Work request: All lines of the records below that contain the word "dependencies" must be listed.

[[ Dataset extract, beginning ]]

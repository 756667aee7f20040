//! Robustness weight computation for outlier downweighting.
//!
//! ## Purpose
//!
//! After each pass of a robust fit, residuals on the training data are turned
//! into per-sample weights that downweight outliers in the next pass.
//!
//! ## Design notes
//!
//! * **Scale**: The 68.2nd percentile of absolute residuals, which tracks one
//!   standard deviation for normal-like residuals.
//! * **Weighting**: Bisquare (Tukey's biweight) on residuals scaled by
//!   `max_std_dev * scale` and clipped to `[-1, 1]`.
//!
//! ## Invariants
//!
//! * Robustness weights are in `[0, 1]` and finite.
//! * Residuals at or beyond `max_std_dev * scale` get weight 0.
//! * With a zero scale, exact fits keep weight 1 and everything else gets 0.
//!
//! ## Non-goals
//!
//! * This module does not perform the regression itself.
//! * This module does not decide the number of robustness iterations.

// External dependencies
use num_traits::Float;

// Internal dependencies
use crate::math::stats::quantile_linear;

/// Default clip bound, in residual standard deviations.
pub const DEFAULT_MAX_STD_DEV: f64 = 6.0;

/// Percentile of `|residual|` used as the residual scale.
pub const RESIDUAL_SCALE_QUANTILE: f64 = 0.682;

/// Bisquare weight `(1 - u²)²` for `u` clipped to `[-1, 1]`.
#[inline]
pub fn bisquare<T: Float>(u: T) -> T {
    let c = u.max(-T::one()).min(T::one());
    let tmp = T::one() - c * c;
    tmp * tmp
}

/// Residual scale estimate, the 68.2nd percentile of absolute residuals.
pub fn residual_scale<T: Float>(residuals: &[T]) -> T {
    let abs: Vec<T> = residuals.iter().map(|r| r.abs()).collect();
    quantile_linear(&abs, RESIDUAL_SCALE_QUANTILE).unwrap_or_else(T::zero)
}

/// Robustness weights from observed and predicted responses.
pub fn robust_weights<T: Float>(y: &[T], y_pred: &[T], max_std_dev: T) -> Vec<T> {
    let residuals: Vec<T> = y.iter().zip(y_pred).map(|(&o, &p)| o - p).collect();
    let bound = max_std_dev * residual_scale(&residuals);

    if !(bound > T::zero() && bound.is_finite()) {
        return residuals
            .iter()
            .map(|r| if *r == T::zero() { T::one() } else { T::zero() })
            .collect();
    }

    residuals.iter().map(|&r| bisquare(r / bound)).collect()
}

[[ Dataset extract, end ]]

Written reply:
// External dependencies
// Internal dependencies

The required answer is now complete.